A ‘bulge’ of a joint capsule in which a one-way valve effect creates a gradually enlarging swelling. In the foot they may arise from any joint but are most common in the joints of the midfoot.

 

Symptoms

  • A painless swelling which may fluctuate in size.
  • May irritate overlying skin and rub on shoes.
  • May be related to previous trauma or underlying arthritis.

 

Signs

  • Fluctuant swelling over a joint.
  • Will transilluminate, but this is difficult to demonstrate in practice.

 

Investigations

  • Generally a clinical diagnosis, but ultrasound may be helpful.

 

Treatment

  • Conservative if not symptomatic. 20% reduce in size spontaneously, 20% enlarge and 60% stay the same.
  • Aspiration may be performed in the clinic.

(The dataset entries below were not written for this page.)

//! File-based event transport
//!
//! Each outbound payload becomes one uniquely named `.json` file in the spool
//! directory. Uniqueness is best-effort: second-precision wall clock plus the
//! microsecond fraction plus a random three-digit suffix. Two events in the
//! same microsecond can still draw the same name, in which case the last
//! writer wins; the contract accepts that.

use crate::errors::{SpoolError, SpoolResult};
use chrono::Local;
use rand::Rng;
use std::fs;
use std::path::{Path, PathBuf};

/// Destination for fully serialized event payloads.
///
/// Implementations persist one payload per call. Failures propagate; a broken
/// sink is operationally significant and must not be swallowed.
pub trait PayloadSink: Send + Sync {
    fn persist(&self, payload: &str) -> SpoolResult<()>;
}

/// Sink that writes each payload as a discrete JSON file.
pub struct FileTransport {
    directory: PathBuf,
}

impl FileTransport {
    pub fn new(directory: impl Into<PathBuf>) -> Self {
        FileTransport {
            directory: directory.into(),
        }
    }

    pub fn directory(&self) -> &Path {
        &self.directory
    }

    /// Create the spool directory and any missing parents. Idempotent;
    /// concurrent creators may race, which is tolerated.
    fn ensure_directory(&self) -> SpoolResult<()> {
        if self.directory.is_dir() {
            return Ok(());
        }

        let mut builder = fs::DirBuilder::new();
        builder.recursive(true);
        #[cfg(unix)]
        {
            use std::os::unix::fs::DirBuilderExt;
            builder.mode(0o755);
        }
        builder
            .create(&self.directory)
            .map_err(|e| SpoolError::io("creating spool directory", e))
    }

    /// Build a collision-resistant filename stem: 14-digit local timestamp,
    /// 6-digit microsecond fraction, dash, random integer in [100, 999].
    fn unique_file_stem() -> String {
        let now = Local::now();
        let suffix: u32 = rand::rng().random_range(100..=999);
        // Modulo keeps the fraction at six digits across leap seconds.
        format!(
            "{}{:06}-{}",
            now.format("%Y%m%d%H%M%S"),
            now.timestamp_subsec_micros() % 1_000_000,
            suffix
        )
    }
}

impl PayloadSink for FileTransport {
    fn persist(&self, payload: &str) -> SpoolResult<()> {
        self.ensure_directory()?;

        let path = self
            .directory
            .join(format!("{}.json", Self::unique_file_stem()));

        fs::write(&path, payload).map_err(|e| SpoolError::io("writing event file", e))?;

        #[cfg(unix)]
        {
            use std::os::unix::fs::PermissionsExt;
            fs::set_permissions(&path, fs::Permissions::from_mode(0o666))
                .map_err(|e| SpoolError::io("setting event file permissions", e))?;
        }

        Ok(())
    }
}

#[cfg(test)]
mod tests {
    use super::*;

    /// `^\d{20}(-\d+)?\.json$`
    fn assert_spool_file_name(name: &str) {
        let stem = name.strip_suffix(".json").expect("json extension");
        let (timestamp, suffix) = match stem.split_once('-') {
            Some((timestamp, suffix)) => (timestamp, Some(suffix)),
            None => (stem, None),
        };
        assert_eq!(timestamp.len(), 20, "timestamp block: {name}");
        assert!(timestamp.chars().all(|c| c.is_ascii_digit()), "{name}");
        if let Some(suffix) = suffix {
            assert!(!suffix.is_empty(), "{name}");
            assert!(suffix.chars().all(|c| c.is_ascii_digit()), "{name}");
        }
    }

    #[test]
    fn persist_writes_exactly_one_matching_file() {
        let dir = tempfile::tempdir().unwrap();
        let transport = FileTransport::new(dir.path().join("spool"));

        transport.persist("{\"key\":\"value\"}").unwrap();

        let entries: Vec<_> = fs::read_dir(dir.path().join("spool"))
            .unwrap()
            .map(|e| e.unwrap())
            .collect();
        assert_eq!(entries.len(), 1);

        let name = entries[0].file_name().into_string().unwrap();
        assert_spool_file_name(&name);

        let contents = fs::read_to_string(entries[0].path()).unwrap();
        assert_eq!(contents, "{\"key\":\"value\"}");
        let round_trip: serde_json::Value = serde_json::from_str(&contents).unwrap();
        assert_eq!(round_trip, serde_json::json!({"key": "value"}));
    }

    #[test]
    fn persist_creates_missing_directory_tree() {
        let dir = tempfile::tempdir().unwrap();
        let nested = dir.path().join("a").join("b").join("c");
        let transport = FileTransport::new(&nested);

        transport.persist("{}").unwrap();

        assert!(nested.is_dir());
        assert_eq!(fs::read_dir(&nested).unwrap().count(), 1);
    }

    #[test]
    fn persist_into_existing_directory_is_fine() {
        let dir = tempfile::tempdir().unwrap();
        let transport = FileTransport::new(dir.path());

        transport.persist("{}").unwrap();
        transport.persist("{}").unwrap();

        // Distinct microseconds, so two files.
        assert_eq!(fs::read_dir(dir.path()).unwrap().count(), 2);
    }

    #[cfg(unix)]
    #[test]
    fn event_files_are_world_readable_and_writable() {
        use std::os::unix::fs::PermissionsExt;

        let dir = tempfile::tempdir().unwrap();
        let transport = FileTransport::new(dir.path());
        transport.persist("{}").unwrap();

        let entry = fs::read_dir(dir.path()).unwrap().next().unwrap().unwrap();
        let mode = entry.metadata().unwrap().permissions().mode();
        assert_eq!(mode & 0o777, 0o666);
    }

    #[test]
    fn unreachable_directory_fails_loud() {
        let dir = tempfile::tempdir().unwrap();
        let blocker = dir.path().join("blocker");
        fs::write(&blocker, "not a directory").unwrap();

        let transport = FileTransport::new(blocker.join("spool"));
        let err = transport.persist("{}").unwrap_err();
        assert!(matches!(err, SpoolError::Io { .. }));
    }
}
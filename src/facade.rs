//! Bridge from the `log` facade to the spooling adapter
//!
//! Lets `log::error!` and friends feed the event spool. The `log::Log`
//! signature cannot surface errors, so capture failures in this path are
//! reported through `tracing` instead of propagating.

use crate::context::LogContext;
use crate::logger::SpoolLogger;
use crate::severity::Severity;
use log::{Metadata, Record};
use tracing::warn;

/// `log::Log` implementation forwarding records to a [`SpoolLogger`].
pub struct SpoolLog {
    inner: SpoolLogger,
}

impl SpoolLog {
    pub fn new(inner: SpoolLogger) -> Self {
        SpoolLog { inner }
    }

    /// Register this bridge as the global `log` logger.
    pub fn install(self, max_level: log::LevelFilter) -> Result<(), log::SetLoggerError> {
        log::set_boxed_logger(Box::new(self))?;
        log::set_max_level(max_level);
        Ok(())
    }
}

impl log::Log for SpoolLog {
    fn enabled(&self, _metadata: &Metadata) -> bool {
        true
    }

    fn log(&self, record: &Record) {
        let severity = Severity::from_log_level(record.level());
        let message = record.args().to_string();

        if let Err(error) =
            self.inner
                .log(severity.as_str(), Some(&message), LogContext::new())
        {
            warn!("failed to spool log record: {error}");
        }
    }

    fn flush(&self) {}
}

#[cfg(test)]
mod tests {
    use super::*;
    use crate::client::NoopCapture;
    use std::sync::Arc;

    #[test]
    fn bridge_forwards_records_without_panicking() {
        let bridge = SpoolLog::new(SpoolLogger::with_capture(Arc::new(NoopCapture)));

        // Built and consumed in one statement: the record borrows the
        // format_args temporary.
        log::Log::log(
            &bridge,
            &Record::builder()
                .args(format_args!("bridged message"))
                .level(log::Level::Warn)
                .target("bridge_test")
                .build(),
        );
    }
}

This confirms the diagnosis and also offers a 50% chance that it will be permanently resolved (although a 50% chance of recurrence).
  • Using a green needle, aspirate directly over the swelling. The fluid is often too thick to draw into the needle, so through the same skin entry point, make several holes in the capsule of the ganglion, remove the needle and express the fluid manually. Steroid injection is not recommended because of the skin changes and depigmentation that can result.

 

Referral?

  • For recurrent cases or those where the patient does not want aspiration, surgical excision offers an 80% chance of permanent resolution but will leave a scar which may be tender.